Thursday, August 13, 2009
Parents, Crowley Push for PS 87 Upgrades
DOE Officials Visit School in Response to Complaints
By Conor Greene
Pleas to have the bathrooms and cafeteria at PS 87 upgraded have fallen on deaf ears over the past few years because the school isn’t as overcrowded as others in the area, but residents are hopeful progress is being made now that Councilwoman Elizabeth Crowley has joined their fight for better conditions at the Middle Village school.
The problem started nearly a decade ago when the school was converted into a pre K-8 facility, according to residents. Along with the conversion came promises of an expansion, for which money was earmarked and plans were drawn. While the school did switch over from a K-5 building, the addition never moved forward.
As a result, the school now has about 600 students enrolled, but the cafeteria can only hold 100 people and doubles as a gymnasium, even though its ceilings are just eight feet high. Even worse, say parents, is that there are just two toilets per floor – meaning each is expected to serve more than a hundred students.
“Originally when we were asked to go to [pre] K-8 we were promised an extension, but that never happened,” said parent Bernadette Beninati, who has two daughters enrolled at PS 87. “What happened, we don’t know, but we didn’t get anything. It’s not luxuries we’re looking for, it’s necessities for our kids… During the swine flu outbreak children were lined up to get into the bathroom, it’s just crazy.”
A group of parents has pleaded the case for upgrades at recent Community Education Council meetings over the past few months, but in June the DOE said that no upgrades are planned for PS 87 in the coming years. While a science lab was constructed there several years ago, the department otherwise “never committed to building an addition” at the site, according to Will Havemann of the DOE.
Since then, Crowley (D-Middle Village) has joined the fight on the parents’ behalf and toured PS 87 last Friday with DOE officials. “I am pleased that the Department of Education came out to PS 87 to see for themselves the school’s dire need for additional facilities,” she said. “The years between pre-kindergarten through eighth grade, especially at junior high school age, are some of the most impressionable on a student’s physical, emotional and academic development. How can we encourage kids to exercise and use athletics as a positive outlet without a space for physical education.”

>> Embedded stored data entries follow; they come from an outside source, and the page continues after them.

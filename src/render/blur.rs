use resvg::tiny_skia::Pixmap;

use crate::assets::decode::pixmap_from_premul;
use crate::foundation::error::{PuffsError, PuffsResult};

/// Gaussian-blur a premultiplied pixmap with a separable q16 kernel.
///
/// Edges clamp, so a constant image stays constant.
pub fn blur_pixmap(src: &Pixmap, radius: u32, sigma: f32) -> PuffsResult<Pixmap> {
    if radius == 0 {
        return Ok(src.clone());
    }
    let (width, height) = (src.width(), src.height());
    let kernel = gaussian_kernel_q16(radius, sigma)?;
    let mut tmp = vec![0u8; src.data().len()];
    let mut out = vec![0u8; src.data().len()];

    convolve(src.data(), &mut tmp, width, height, &kernel, false);
    convolve(&tmp, &mut out, width, height, &kernel, true);
    pixmap_from_premul(out, width, height)
}

/// Radius covering about three standard deviations.
pub fn radius_for_sigma(sigma: f32) -> u32 {
    if !sigma.is_finite() || sigma <= 0.0 {
        return 0;
    }
    (sigma * 3.0).ceil() as u32
}

fn gaussian_kernel_q16(radius: u32, sigma: f32) -> PuffsResult<Vec<u32>> {
    if !sigma.is_finite() || sigma <= 0.0 {
        return Err(PuffsError::validation("blur sigma must be > 0"));
    }

    let r = radius as i32;
    let sigma = f64::from(sigma);
    let denom = 2.0 * sigma * sigma;
    let weights_f: Vec<f64> = (-r..=r)
        .map(|i| (-f64::from(i * i) / denom).exp())
        .collect();
    let sum: f64 = weights_f.iter().sum();
    if sum <= 0.0 {
        return Err(PuffsError::render("gaussian kernel sum is zero"));
    }

    let mut weights: Vec<u32> = weights_f
        .iter()
        .map(|wf| ((wf / sum) * 65536.0).round().clamp(0.0, 65536.0) as u32)
        .collect();

    // Push rounding error into the center tap so the kernel sums to exactly 1.0.
    let acc: i64 = weights.iter().map(|&w| i64::from(w)).sum();
    let delta = 65536 - acc;
    if delta != 0 {
        let mid = weights.len() / 2;
        weights[mid] = (i64::from(weights[mid]) + delta).clamp(0, 65536) as u32;
    }

    Ok(weights)
}

/// One 1D convolution along rows (`vertical == false`) or columns.
fn convolve(src: &[u8], dst: &mut [u8], width: u32, height: u32, k: &[u32], vertical: bool) {
    let radius = (k.len() / 2) as i64;
    let (w, h) = (i64::from(width), i64::from(height));
    let (len, lanes) = if vertical { (h, w) } else { (w, h) };
    let offset = |lane: i64, i: i64| -> usize {
        let (x, y) = if vertical { (lane, i) } else { (i, lane) };
        ((y * w + x) as usize) * 4
    };

    for lane in 0..lanes {
        for i in 0..len {
            let mut acc = [0u64; 4];
            for (ki, &kw) in k.iter().enumerate() {
                let at = offset(lane, (i + ki as i64 - radius).clamp(0, len - 1));
                for (a, &v) in acc.iter_mut().zip(&src[at..at + 4]) {
                    *a += u64::from(kw) * u64::from(v);
                }
            }
            let at = offset(lane, i);
            for (d, a) in dst[at..at + 4].iter_mut().zip(acc) {
                *d = q16_to_u8(a);
            }
        }
    }
}

fn q16_to_u8(acc: u64) -> u8 {
    ((acc + 32768) >> 16).min(255) as u8
}
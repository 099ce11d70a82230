use std::fs;
use std::io::Read;
use std::path::Path;

use serde::{Deserialize, Serialize};

use crate::error::{Error, Result};
use crate::tech::TechContext;

/// Switches controlling which optional checks run and how.
#[derive(Debug, Clone, PartialEq, Eq, Serialize, Deserialize)]
#[serde(default)]
pub struct VerifierOptions {
    /// Run the armor check.
    pub check_armor: bool,
    /// Report mounts listed in `failed_equipment`.
    pub check_failed_equipment: bool,
    /// Treat a design lighter than its declared tonnage as a failure.
    pub show_underweight: bool,
    /// Equipment ids known to be broken or unavailable.
    pub failed_equipment: Vec<String>,
    /// Ruleset context handed to the tech oracle.
    pub tech: TechContext,
}

impl Default for VerifierOptions {
    fn default() -> Self {
        Self {
            check_armor: true,
            check_failed_equipment: true,
            show_underweight: false,
            failed_equipment: Vec::new(),
            tech: TechContext::default(),
        }
    }
}

impl VerifierOptions {
    /// Load options from a JSON file. Missing fields take their defaults.
    pub fn from_path(path: &Path) -> Result<Self> {
        let file = fs::File::open(path)?;
        serde_json::from_reader(file).map_err(|source| Error::OptionsParse {
            path: Some(path.to_path_buf()),
            source,
        })
    }

    pub fn from_reader<R: Read>(reader: R) -> Result<Self> {
        serde_json::from_reader(reader).map_err(|source| Error::OptionsParse { path: None, source })
    }

    /// Whether `id` is on the failed equipment list (case-insensitive).
    pub fn is_failed(&self, id: &str) -> bool {
        self.failed_equipment
            .iter()
            .any(|failed| failed.trim().eq_ignore_ascii_case(id.trim()))
    }
}
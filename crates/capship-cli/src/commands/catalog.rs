//! Catalog command handler for listing reference records.

use anyhow::Result;
use clap::{Args, ValueEnum};

use capship_lib::catalog::legal_armors_for;
use capship_lib::{IntroductionDateOracle, ReferenceCatalog, TechBase, TechContext};

use capship_cli::output::{render_armor, render_equipment, to_json, OutputFormat};
use capship_cli::paths::load_catalog;

use super::CatalogArgs;

#[derive(Debug, Clone, Copy, PartialEq, Eq, ValueEnum)]
pub enum Listing {
    Equipment,
    Armor,
}

#[derive(Args, Debug)]
pub struct ListArgs {
    #[arg(value_enum, default_value_t = Listing::Equipment)]
    pub listing: Listing,
    /// Only list armor legal in this year (armor listing only).
    #[arg(long)]
    pub year: Option<u32>,
    /// Only list armor for this tech base (armor listing only).
    #[arg(long)]
    pub tech_base: Option<TechBase>,
    /// List the armor available to primitive hulls.
    #[arg(long)]
    pub primitive: bool,
    #[arg(long, value_enum, default_value_t = OutputFormat::Text)]
    pub format: OutputFormat,
}

pub fn handle_catalog(catalog_args: &CatalogArgs, args: &ListArgs) -> Result<()> {
    let catalog = load_catalog(catalog_args.equipment_data.as_deref(), catalog_args.armor_data.as_deref())?;

    match args.listing {
        Listing::Equipment => {
            let items = catalog.equipment_sorted();
            match args.format {
                OutputFormat::Text => print!("{}", render_equipment(&items)),
                OutputFormat::Json => print!("{}", to_json(&items)?),
            }
        }
        Listing::Armor => {
            let filtered = args.year.is_some() || args.tech_base.is_some() || args.primitive;
            let items = if filtered {
                let context = TechContext {
                    year: args.year,
                    tech_base: args.tech_base.unwrap_or_default(),
                    ..TechContext::default()
                };
                legal_armors_for(&catalog, &IntroductionDateOracle, &context, args.primitive)?
            } else {
                catalog.armor_types()
            };
            match args.format {
                OutputFormat::Text => print!("{}", render_armor(&items)),
                OutputFormat::Json => print!("{}", to_json(&items)?),
            }
        }
    }
    Ok(())
}
//! Gravity decks, docking hardpoints and transport bays.

use crate::design::TransportBay;
use crate::hull::{HullClass, GRAV_DECK_LARGE_MAX, GRAV_DECK_STANDARD_MAX};
use crate::rounding::ceil_ton;

use super::tables::{
    BASE_BAY_DOORS, BASE_GRAV_DECKS, DOCKING_HARDPOINT_TONS, GRAV_DECK_HUGE_TONS,
    GRAV_DECK_LARGE_TONS, GRAV_DECK_STANDARD_TONS, MIN_HARDPOINT_TONNAGE, TONS_PER_BAY_DOOR,
    TONS_PER_GRAV_DECK, TONS_PER_HARDPOINT,
};

/// Weight of a gravity deck by its diameter tier.
pub fn grav_deck_tons(diameter: u32) -> f64 {
    if diameter <= GRAV_DECK_STANDARD_MAX {
        GRAV_DECK_STANDARD_TONS
    } else if diameter <= GRAV_DECK_LARGE_MAX {
        GRAV_DECK_LARGE_TONS
    } else {
        GRAV_DECK_HUGE_TONS
    }
}

pub fn grav_deck_weight(decks: &[u32]) -> f64 {
    decks.iter().map(|&diameter| grav_deck_tons(diameter)).sum()
}

pub fn max_grav_decks(tonnage: f64) -> u32 {
    BASE_GRAV_DECKS + ceil_ton(tonnage / TONS_PER_GRAV_DECK) as u32
}

pub fn max_grav_deck_diameter(class: HullClass) -> u32 {
    class.max_grav_deck_diameter()
}

/// Docking collars the hull can mount after repair facilities and drop
/// shuttle bays claim their hardpoints.
pub fn max_docking_hardpoints(tonnage: f64, bays: &[TransportBay]) -> u32 {
    if tonnage < MIN_HARDPOINT_TONNAGE {
        return 0;
    }
    let base = ceil_ton(tonnage / TONS_PER_HARDPOINT) as u32;
    let used: u32 = bays.iter().map(|bay| bay.kind.hardpoint_cost()).sum();
    base.saturating_sub(used)
}

pub fn docking_hardpoint_weight(collars: u32) -> f64 {
    f64::from(collars) * DOCKING_HARDPOINT_TONS
}

pub fn max_bay_doors(tonnage: f64) -> u32 {
    BASE_BAY_DOORS + ceil_ton(tonnage / TONS_PER_BAY_DOOR) as u32
}

/// Weight of transport bays other than quarters.
pub fn carrying_space_weight(bays: &[TransportBay]) -> f64 {
    bays.iter()
        .filter(|bay| !bay.kind.is_quarters())
        .map(TransportBay::weight)
        .sum()
}

pub fn quarters_weight(bays: &[TransportBay]) -> f64 {
    bays.iter()
        .filter(|bay| bay.kind.is_quarters())
        .map(TransportBay::weight)
        .sum()
}
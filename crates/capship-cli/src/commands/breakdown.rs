//! Breakdown command handler: derived weights and limits without the checks.

use std::path::PathBuf;

use anyhow::{Context, Result};
use clap::Args;

use capship_lib::{AttributeSet, UnitDesign, Vessel};

use capship_cli::output::{to_json, Breakdown, OutputFormat};
use capship_cli::paths::load_catalog;

use super::CatalogArgs;

#[derive(Args, Debug)]
pub struct BreakdownArgs {
    /// Design file (JSON).
    pub design: PathBuf,
    #[arg(long, value_enum, default_value_t = OutputFormat::Text)]
    pub format: OutputFormat,
}

pub fn handle_breakdown(catalog_args: &CatalogArgs, args: &BreakdownArgs) -> Result<()> {
    let catalog = load_catalog(catalog_args.equipment_data.as_deref(), catalog_args.armor_data.as_deref())?;
    let design = UnitDesign::from_path(&args.design)
        .with_context(|| format!("failed to load design from {}", args.design.display()))?;
    let vessel = Vessel::resolve(&design, &catalog)
        .with_context(|| format!("failed to resolve design {}", design.name))?;
    let attrs = AttributeSet::compute(&vessel);
    let breakdown = Breakdown::new(&vessel, &attrs);

    match args.format {
        OutputFormat::Text => print!("{}", breakdown.render_text()),
        OutputFormat::Json => print!("{}", to_json(&breakdown)?),
    }
    Ok(())
}
//! Construction rule checks.
//!
//! Every check is a pure function of the resolved vessel and its derived
//! attributes that returns a [`CheckOutcome`]. [`verify`] runs all of them in a
//! fixed order without short-circuiting, so a design that breaks several rules
//! gets a diagnostic for each of them, and folds the outcomes into a
//! [`ValidationResult`].

pub mod armor;
pub mod budget;
pub mod combinations;
pub mod crew;
pub mod equipment;
pub mod facilities;
pub mod options;
pub mod outcome;

use tracing::{debug, info, warn};

use crate::calc::AttributeSet;
use crate::tech::TechOracle;
use crate::vessel::Vessel;

pub use options::VerifierOptions;
pub use outcome::{CheckKind, CheckOutcome, ValidationResult};

/// Run every check against `vessel` and combine the outcomes.
///
/// `attrs` must have been computed from the same vessel. The design's canon
/// flag forces a legal verdict but the diagnostics are still reported.
pub fn verify(
    vessel: &Vessel<'_>,
    attrs: &AttributeSet,
    oracle: &dyn TechOracle,
    options: &VerifierOptions,
) -> ValidationResult {
    let outcomes = vec![
        budget::check_weight(vessel, attrs, options),
        budget::check_tonnage(vessel, attrs),
        budget::check_heat_sinks(vessel, attrs),
        armor::check_armor(vessel, attrs, options),
        equipment::check_failed_equipment(vessel, options),
        equipment::check_tech_level(vessel, oracle, &options.tech),
        combinations::check_equipment_combinations(vessel),
        crew::check_crew(vessel, attrs),
        facilities::check_grav_decks(vessel, attrs),
        facilities::check_bays(vessel, attrs),
    ];

    for outcome in &outcomes {
        debug!(
            check = %outcome.check,
            passed = outcome.passed,
            skipped = outcome.skipped,
            diagnostics = outcome.diagnostics.len(),
            "check complete"
        );
    }

    let design = vessel.design;
    let result = ValidationResult::from_outcomes(outcomes, design.overrides.canon_invalid_build);
    if result.overridden {
        warn!(
            design = %design.name,
            failed = result.failed_checks().len(),
            "design fails construction rules but is accepted as canon"
        );
    }
    info!(design = %design.name, legal = result.legal, "verification finished");
    result
}

#[cfg(test)]
mod tests {
    use super::*;
    use crate::design::UnitDesign;
    use crate::hull::{Arc, HullClass};
    use crate::tech::PermissiveOracle;
    use crate::test_helpers;

    fn run(design: &UnitDesign) -> ValidationResult {
        let catalog = test_helpers::catalog();
        let vessel = Vessel::resolve(design, &catalog).expect("resolve");
        let attrs = AttributeSet::compute(&vessel);
        verify(&vessel, &attrs, &PermissiveOracle, &VerifierOptions::default())
    }

    /// 500 kt WarShip whose armor and crew both break the rules.
    fn broken_design() -> UnitDesign {
        let mut design = test_helpers::design(HullClass::WarShip, 500_000.0);
        design.structural_integrity = 100;
        design.armor.tonnage = 100.0;
        design.armor.points.insert(Arc::Nose, 200);
        design.crew.officers = 25;
        design.crew.enlisted = 100;
        design
    }

    #[test]
    fn reference_design_is_legal() {
        let design = test_helpers::design(HullClass::WarShip, 500_000.0);
        let result = run(&design);
        assert!(result.legal, "{:?}", result.diagnostics());
        assert!(!result.overridden);
        assert_eq!(result.outcomes.len(), CheckKind::ORDER.len());
        let order: Vec<CheckKind> = result.outcomes.iter().map(|o| o.check).collect();
        assert_eq!(order, CheckKind::ORDER.to_vec());
    }

    #[test]
    fn every_failing_check_is_reported() {
        let result = run(&broken_design());
        assert!(!result.legal);
        assert_eq!(result.failed_checks(), vec![CheckKind::Armor, CheckKind::Crew]);
        assert!(result
            .diagnostics()
            .contains(&"Requires 145 crew and only has 125"));
    }

    #[test]
    fn canon_override_keeps_diagnostics() {
        let mut design = broken_design();
        design.overrides.canon_invalid_build = true;
        let result = run(&design);
        assert!(result.legal);
        assert!(result.overridden);
        assert_eq!(result.failed_checks(), vec![CheckKind::Armor, CheckKind::Crew]);
    }

    #[test]
    fn disabled_checks_are_skipped() {
        let catalog = test_helpers::catalog();
        let design = broken_design();
        let vessel = Vessel::resolve(&design, &catalog).expect("resolve");
        let attrs = AttributeSet::compute(&vessel);
        let options = VerifierOptions {
            check_armor: false,
            ..VerifierOptions::default()
        };
        let result = verify(&vessel, &attrs, &PermissiveOracle, &options);
        assert_eq!(result.failed_checks(), vec![CheckKind::Crew]);
        assert!(result.outcome(CheckKind::Armor).is_some_and(|o| o.skipped));
    }
}
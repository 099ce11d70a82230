//! Illegal equipment combinations.
//!
//! Weapon bays must hold weapons and enough ammunition for them; equipment must
//! suit the hull; mass drivers are restricted by hull, tonnage and arc; and the
//! standalone weapons on each left/right arc pair must mirror each other.

use std::collections::BTreeMap;

use crate::calc::tables::{BAY_SHOTS_PER_WEAPON, ROTARY_AMMO_FACTOR, ULTRA_AMMO_FACTOR};
use crate::catalog::{EquipmentFlags, EquipmentType};
use crate::hull::{Arc, HullClass, LATERAL_PAIRS};
use crate::vessel::{ResolvedBay, Vessel};

use super::outcome::{CheckKind, CheckOutcome};

pub fn check_equipment_combinations(vessel: &Vessel<'_>) -> CheckOutcome {
    let mut outcome = CheckOutcome::new(CheckKind::EquipmentCombinations);
    for bay in &vessel.bays {
        check_weapon_bay(bay, &mut outcome);
    }
    check_mountability(vessel, &mut outcome);
    check_mass_driver_arcs(vessel, &mut outcome);
    if !lateral_loads_match(vessel) {
        outcome.fail("Left and right side weapon loads do not match.");
    }
    outcome
}

/// Shots a bay must carry per weapon of this type.
fn shots_required(weapon: &EquipmentType) -> u32 {
    if weapon.has_flag(EquipmentFlags::ROTARY) {
        BAY_SHOTS_PER_WEAPON * ROTARY_AMMO_FACTOR
    } else if weapon.has_flag(EquipmentFlags::ULTRA) {
        BAY_SHOTS_PER_WEAPON * ULTRA_AMMO_FACTOR
    } else {
        BAY_SHOTS_PER_WEAPON
    }
}

fn check_weapon_bay(bay: &ResolvedBay<'_>, outcome: &mut CheckOutcome) {
    let name = &bay.bay.name;
    if bay.weapons.is_empty() {
        outcome.fail(format!("Bay {name} has no weapons"));
    }

    let mut needed: BTreeMap<&str, u32> = BTreeMap::new();
    for weapon in &bay.weapons {
        if weapon.kind.has_flag(EquipmentFlags::ONE_SHOT) {
            continue;
        }
        if let Some(family) = weapon.kind.ammo_family.as_deref() {
            *needed.entry(family).or_default() += shots_required(weapon.kind);
        }
    }

    let mut loaded: BTreeMap<&str, u32> = BTreeMap::new();
    for ammo in &bay.ammo {
        if let Some(family) = ammo.kind.ammo_family.as_deref() {
            let usable = if ammo.mount.disabled { 0 } else { ammo.mount.shots };
            *loaded.entry(family).or_default() += usable;
        }
    }

    let short = needed
        .iter()
        .any(|(family, shots)| loaded.get(family).copied().unwrap_or(0) < *shots);
    if short {
        outcome.fail(format!(
            "Bay {name} does not have the minimum 10 shots of ammo for each weapon"
        ));
    }
    if loaded.keys().any(|family| !needed.contains_key(family)) {
        outcome.fail(format!("Bay {name} has ammo for a weapon not in the bay"));
    }
}

/// Hull category of misc equipment, aerospace weapons, and mass driver
/// hull and tonnage limits.
fn check_mountability(vessel: &Vessel<'_>, outcome: &mut CheckOutcome) {
    let class = vessel.class();
    let category = EquipmentFlags::category_for(class);
    for mounted in vessel.all_mounted() {
        let kind = mounted.kind;
        if kind.is_misc() {
            if !kind.has_flag(category) {
                outcome.fail(format!("Cannot mount {}", kind.name));
            }
            continue;
        }
        if !kind.is_weapon() {
            continue;
        }
        if kind.is_mass_driver() && class == HullClass::JumpShip {
            outcome.fail("A mass driver may not be mounted on a Jumpship.");
        }
        if !kind.has_flag(EquipmentFlags::AERO) {
            outcome.fail(format!("Cannot mount {}", kind.name));
        }
        if let Some(driver) = kind.mass_driver {
            if vessel.tonnage() < driver.min_vessel_tonnage() {
                outcome.fail(format!(
                    "Minimum vessel tonnage for {} is {} tons",
                    kind.name,
                    driver.min_tonnage_label()
                ));
            }
        }
    }
}

fn check_mass_driver_arcs(vessel: &Vessel<'_>, outcome: &mut CheckOutcome) {
    let mut per_arc: BTreeMap<Arc, u32> = BTreeMap::new();
    for mounted in vessel.weapons().filter(|m| m.kind.is_mass_driver()) {
        if let Some(arc) = mounted.arc {
            *per_arc.entry(arc).or_default() += 1;
        }
    }
    for (arc, count) in per_arc {
        if vessel.class() == HullClass::WarShip && arc != Arc::Nose {
            outcome.fail("A warship may only mount a mass driver in the nose firing arc.");
        } else if count > 1 {
            outcome.fail("A ship may not mount more than one mass driver in a firing arc.");
        }
    }
}

/// Standalone weapon counts by type for one arc.
fn arc_load<'a>(vessel: &Vessel<'a>, arc: Arc) -> BTreeMap<&'a str, u32> {
    let mut load = BTreeMap::new();
    for mounted in vessel
        .equipment
        .iter()
        .filter(|m| m.kind.is_weapon() && m.arc == Some(arc))
    {
        *load.entry(mounted.kind.id.as_str()).or_default() += 1;
    }
    load
}

fn lateral_loads_match(vessel: &Vessel<'_>) -> bool {
    LATERAL_PAIRS
        .iter()
        .all(|&(left, right)| arc_load(vessel, left) == arc_load(vessel, right))
}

In a statement released Tuesday, Havemann said that there are no plans to build an addition at PS 87 since the school “is not overcrowded and there is no school-age growth projected for the school’s neighborhood… Especially given the city’s difficult economic circumstances, it is essential that we prioritize school construction for the neighborhoods that need it most.”
Still, Havemann said that “In the coming months, we’ll work with the PS 87 community and Councilmember Crowley to determine how we can best address their concerns without the construction of a costly and unnecessary addition.”
Crowley vowed to continue advocating on behalf of upgrades at PS 87. “I believe the DOE’s visit to the school [last week] demonstrates a step in the right direction. I will continue to work with the DOE to ensure that the needs of the PS 87 community are addressed.”
For the PS 87 parents, the needs are simple: enough bathrooms to accommodate the building’s enrollment, a proper gym that allows students to exercise and enough cafeteria space to avoid starting lunch sessions at 10:10 a.m. “I’m glad they came in and saw what we’re talking about, and now I’m hopeful they will agree with us and see what we’re talking about in terms of necessities,” said Beninati. “The curriculum is great, the teachers are great, the principal is great, it’s just the necessities that are [lacking].”